Click here to see my More thoughts on 5-a-side post.

 

Exhibit #2: Why U.S. Men’s Soccer lags

Typical soccer court in Brazil:

steet soccer Brazil

Typical soccer field in the U.S.:

Soccer fields US

Notice some differences:

  1. The soccer courts in Brazil are convenient to where the kids live, fostering lots of unorganized play. If there are homes near the U.S. soccer fields, they are distant. U.S. soccer fields are too often built on land far enough away from where kids live, that it’s only convenient to play through organized play when their parents can drive them.
  2. The Brazilian soccer court is small, this fosters development of ball control in tight space. The U.S. soccer field is large. This fosters kicking the ball into space and running to it, especially at youth levels when all too often the fields are much too large for the number and age of players on the field. These large fields favor future track stars and do little for developing soccer skills that will help on the world stage.
  3. The Brazilian soccer court has kids playing on it. The U.S. soccer field does not. Sure, U.S. soccer fields are burgeoning on weekends, but the rest of the week they’re empty, while the Brazilian soccer courts are busy all week long. Even on the weekends, when U.S. soccer fields are busy, each team only gets so much play time, so play time still pales in comparison to kids in Brazil playing several times a week at their local court.
  4. The Brazilian soccer court is concrete. The U.S. soccer field is grass. Not only does the concrete help the Brazilian kids develop ball control, but it’s also playable more of the time. Games and practices on grass fields get canceled due to rain and have seasons where the groundskeepers rest the fields so the grass can grow back.  All, the while the Brazilian (and other countries where soccer courts are common), are playing. Plus, maintenance of a grass field is constant. A concrete court needs new paint every 10 years or so.
  5. The large fields in the U.S. are not conducive for pickup play. You need 10-20 people or else it’s nothing but running. Like basketball courts, soccer courts are conducive for small sided games, even 1v1, so play is more likely to occur more often.
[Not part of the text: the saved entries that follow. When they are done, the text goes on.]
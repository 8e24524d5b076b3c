//! Structured per-test logging.
#![allow(dead_code)]
//!
//! ```rust,ignore
//! let log = TestLogger::new("capture_times_out");
//! log.phase("setup");
//! // mount the fake device
//! log.phase("execute");
//! // run the orchestrator
//! log.finish_ok();
//! ```
//!
//! - `TEST_LOG_LEVEL` - trace, debug, info, warn, error (default: info)
//! - `TEST_LOG_JSON` - "1" or "true" for one JSON object per line

use std::env;
use std::fmt::Display;
use std::sync::{Mutex, OnceLock};
use std::time::Instant;

use chrono::Utc;
use serde::Serialize;

use super::log_capture::TestLogCapture;

/// Log severity levels.
#[derive(Debug, Clone, Copy, PartialEq, Eq, PartialOrd, Ord, Serialize)]
#[serde(rename_all = "UPPERCASE")]
pub enum LogLevel {
    Trace,
    Debug,
    Info,
    Warn,
    Error,
}

impl LogLevel {
    fn parse(s: &str) -> Option<Self> {
        match s.to_lowercase().as_str() {
            "trace" => Some(Self::Trace),
            "debug" => Some(Self::Debug),
            "info" => Some(Self::Info),
            "warn" | "warning" => Some(Self::Warn),
            "error" => Some(Self::Error),
            _ => None,
        }
    }
}

impl Display for LogLevel {
    fn fmt(&self, f: &mut std::fmt::Formatter<'_>) -> std::fmt::Result {
        let s = match self {
            Self::Trace => "TRACE",
            Self::Debug => "DEBUG",
            Self::Info => "INFO",
            Self::Warn => "WARN",
            Self::Error => "ERROR",
        };
        write!(f, "{s}")
    }
}

#[derive(Serialize)]
struct LogEntry<'a> {
    timestamp: String,
    level: LogLevel,
    test: &'a str,
    phase: &'a str,
    message: &'a str,
    #[serde(skip_serializing_if = "Option::is_none")]
    duration_ms: Option<u128>,
}

struct Settings {
    min_level: LogLevel,
    json: bool,
}

fn settings() -> &'static Settings {
    static SETTINGS: OnceLock<Settings> = OnceLock::new();
    SETTINGS.get_or_init(|| Settings {
        min_level: env::var("TEST_LOG_LEVEL")
            .ok()
            .and_then(|s| LogLevel::parse(&s))
            .unwrap_or(LogLevel::Info),
        json: env::var("TEST_LOG_JSON").is_ok_and(|v| v == "1" || v.eq_ignore_ascii_case("true")),
    })
}

/// Per-test logger with phase and duration tracking.
pub struct TestLogger {
    test_name: String,
    start_time: Instant,
    current_phase: Mutex<String>,
}

impl TestLogger {
    #[must_use]
    pub fn new(test_name: &str) -> Self {
        let logger = Self {
            test_name: test_name.to_string(),
            start_time: Instant::now(),
            current_phase: Mutex::new("init".to_string()),
        };
        logger.log(LogLevel::Info, "Test starting", None);
        logger
    }

    /// Logger plus a tracing capture for asserting on crate logs.
    pub fn with_capture(test_name: &str) -> (Self, TestLogCapture) {
        let capture = TestLogCapture::start();
        (Self::new(test_name), capture)
    }

    pub fn phase(&self, phase: &str) {
        if let Ok(mut current) = self.current_phase.lock() {
            *current = phase.to_string();
        }
        self.log(LogLevel::Debug, &format!("Phase: {phase}"), None);
    }

    pub fn debug(&self, message: &str) {
        self.log(LogLevel::Debug, message, None);
    }

    pub fn info(&self, message: &str) {
        self.log(LogLevel::Info, message, None);
    }

    /// Note which fake device a step talks to.
    pub fn device(&self, uri: &str, message: &str) {
        self.debug(&format!("[{uri}] {message}"));
    }

    pub fn finish_ok(&self) {
        let duration = self.start_time.elapsed().as_millis();
        self.log(
            LogLevel::Info,
            &format!("Test passed (duration: {duration}ms)"),
            Some(duration),
        );
    }

    fn log(&self, level: LogLevel, message: &str, duration_ms: Option<u128>) {
        let settings = settings();
        if level < settings.min_level {
            return;
        }
        let phase = self
            .current_phase
            .lock()
            .map(|p| p.clone())
            .unwrap_or_default();

        if settings.json {
            let entry = LogEntry {
                timestamp: Utc::now().to_rfc3339(),
                level,
                test: &self.test_name,
                phase: &phase,
                message,
                duration_ms,
            };
            if let Ok(line) = serde_json::to_string(&entry) {
                eprintln!("{line}");
            }
        } else {
            eprintln!("[{level}] {} ({phase}): {message}", self.test_name);
        }
    }
}
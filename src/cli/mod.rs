//! CLI argument parsing and the scan command.

pub mod args;
pub mod scan;

pub use args::{Cli, OutputFormat};
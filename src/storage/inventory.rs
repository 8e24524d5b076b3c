//! Device list input.
//!
//! One device per row: `ip,username,password`. Username and password are
//! optional; blank cells fall through to the command-line credentials or a
//! prompt. A header row is recognised by its first cell and skipped.

use std::fs::File;
use std::io::Read;
use std::path::Path;

use zeroize::Zeroizing;

use crate::core::device::Device;
use crate::core::scan::ScanTarget;
use crate::error::{Result, ScanError};

const HEADER_WORDS: &[&str] = &[
    "ip",
    "address",
    "host",
    "hostname",
    "device",
    "management_ip",
    "mgmt_ip",
];

fn is_header(first_cell: &str) -> bool {
    let cell = first_cell.trim().trim_start_matches('\u{feff}').to_lowercase();
    HEADER_WORDS.contains(&cell.as_str())
}

fn non_blank(cell: Option<&str>) -> Option<&str> {
    cell.map(str::trim).filter(|s| !s.is_empty())
}

/// Read targets from a CSV file.
///
/// # Errors
///
/// [`ScanError::InputFile`] if the file is missing, unreadable, malformed,
/// holds an unusable address, or lists no devices.
pub fn read_targets(path: &Path) -> Result<Vec<ScanTarget>> {
    let input_error = |message: String| ScanError::InputFile {
        path: path.display().to_string(),
        message,
    };
    let file = File::open(path).map_err(|e| input_error(e.to_string()))?;
    let targets = parse_targets(file).map_err(|e| match e {
        ScanError::InputFile { message, .. } => input_error(message),
        other => other,
    })?;
    if targets.is_empty() {
        return Err(input_error("no device rows found".to_string()));
    }
    tracing::info!(path = %path.display(), devices = targets.len(), "Loaded device list");
    Ok(targets)
}

/// Parse CSV rows from any reader. Returns an empty list for empty input.
///
/// # Errors
///
/// [`ScanError::InputFile`] (with an empty path) for malformed CSV or an
/// address that cannot be parsed.
pub fn parse_targets(reader: impl Read) -> Result<Vec<ScanTarget>> {
    let mut csv = csv::ReaderBuilder::new()
        .has_headers(false)
        .flexible(true)
        .trim(csv::Trim::All)
        .comment(Some(b'#'))
        .from_reader(reader);

    let mut targets = Vec::new();
    for (index, record) in csv.records().enumerate() {
        let record = record.map_err(|e| ScanError::InputFile {
            path: String::new(),
            message: e.to_string(),
        })?;
        let line = record
            .position()
            .map_or(index + 1, |p| usize::try_from(p.line()).unwrap_or(index + 1));

        let Some(address) = non_blank(record.get(0)) else {
            continue;
        };
        if index == 0 && is_header(address) {
            tracing::debug!("Skipping header row");
            continue;
        }

        let device = Device::parse(address).map_err(|e| ScanError::InputFile {
            path: String::new(),
            message: format!("line {line}: {e}"),
        })?;
        targets.push(ScanTarget {
            device,
            username: non_blank(record.get(1)).map(str::to_string),
            password: non_blank(record.get(2)).map(|p| Zeroizing::new(p.to_string())),
            line: Some(line),
        });
    }
    Ok(targets)
}

/// Targets for addresses given on the command line.
///
/// # Errors
///
/// [`ScanError::Config`] for an address that cannot be parsed.
pub fn targets_from_hosts<S: AsRef<str>>(hosts: &[S]) -> Result<Vec<ScanTarget>> {
    hosts
        .iter()
        .map(|h| Device::parse(h.as_ref()).map(ScanTarget::bare))
        .collect()
}
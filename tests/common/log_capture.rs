#![allow(dead_code)]

//! Thread-local tracing capture for asserting on crate logs.
//!
//! `#[tokio::test]` runs on a current-thread runtime, so events emitted by
//! the code under test land in the capture installed by the test.

use std::sync::{Arc, Mutex};
use tracing_subscriber::layer::SubscriberExt;

pub struct TestLogCapture {
    logs: Arc<Mutex<Vec<CapturedLog>>>,
    _guard: tracing::subscriber::DefaultGuard,
}

#[derive(Debug, Clone)]
pub struct CapturedLog {
    pub level: tracing::Level,
    pub message: String,
    pub fields: Vec<(String, String)>,
}

impl TestLogCapture {
    /// Start capturing. Capture stops when the value is dropped.
    pub fn start() -> Self {
        let logs = Arc::new(Mutex::new(Vec::new()));
        let subscriber = tracing_subscriber::registry().with(CaptureLayer { logs: logs.clone() });
        let guard = tracing::subscriber::set_default(subscriber);
        Self {
            logs,
            _guard: guard,
        }
    }

    pub fn assert_logged(&self, needle: &str) {
        let logs = self.logs.lock().unwrap();
        assert!(
            logs.iter().any(|l| l.message.contains(needle)),
            "Expected log containing '{needle}'. Logged: {:#?}",
            logs.iter().map(|l| &l.message).collect::<Vec<_>>()
        );
    }

    pub fn assert_field_logged(&self, field_name: &str, field_value: &str) {
        let logs = self.logs.lock().unwrap();
        let found = logs.iter().any(|l| {
            l.fields
                .iter()
                .any(|(k, v)| k == field_name && v.contains(field_value))
        });
        assert!(
            found,
            "Expected field {field_name}={field_value}. Logged fields: {:#?}",
            logs.iter().map(|l| &l.fields).collect::<Vec<_>>()
        );
    }

    /// No captured message or field contains `secret`.
    pub fn assert_never_logged(&self, secret: &str) {
        let logs = self.logs.lock().unwrap();
        for log in logs.iter() {
            assert!(!log.message.contains(secret), "secret in message: {log:?}");
            assert!(
                log.fields.iter().all(|(_, v)| !v.contains(secret)),
                "secret in fields: {log:?}"
            );
        }
    }

    pub fn logs(&self) -> Vec<CapturedLog> {
        self.logs.lock().unwrap().clone()
    }
}

struct CaptureLayer {
    logs: Arc<Mutex<Vec<CapturedLog>>>,
}

impl<S: tracing::Subscriber> tracing_subscriber::Layer<S> for CaptureLayer {
    fn on_event(
        &self,
        event: &tracing::Event<'_>,
        _ctx: tracing_subscriber::layer::Context<'_, S>,
    ) {
        let mut visitor = FieldVisitor::default();
        event.record(&mut visitor);
        self.logs.lock().unwrap().push(CapturedLog {
            level: *event.metadata().level(),
            message: visitor.message,
            fields: visitor.fields,
        });
    }
}

#[derive(Default)]
struct FieldVisitor {
    message: String,
    fields: Vec<(String, String)>,
}

impl tracing::field::Visit for FieldVisitor {
    fn record_debug(&mut self, field: &tracing::field::Field, value: &dyn std::fmt::Debug) {
        if field.name() == "message" {
            self.message = format!("{value:?}");
        } else {
            self.fields.push((field.name().to_string(), format!("{value:?}")));
        }
    }

    fn record_str(&mut self, field: &tracing::field::Field, value: &str) {
        if field.name() == "message" {
            self.message = value.to_string();
        } else {
            self.fields.push((field.name().to_string(), value.to_string()));
        }
    }
}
I don’t believe just building soccer courts is the answer. The soccer courts in Brazil exist because the kids were playing in the streets because they love soccer, so their local parks department built the courts to serve an activity that was already prevalent.

If you just build soccer courts in areas where people aren’t already playing street ball, then my guess is those courts will go unused.

So, the courts are really just a marker for soccer culture, rather than a cause.

But, I don’t think building a few courts and fostering more small-side, unorganized play would hurt. More on that in a future post.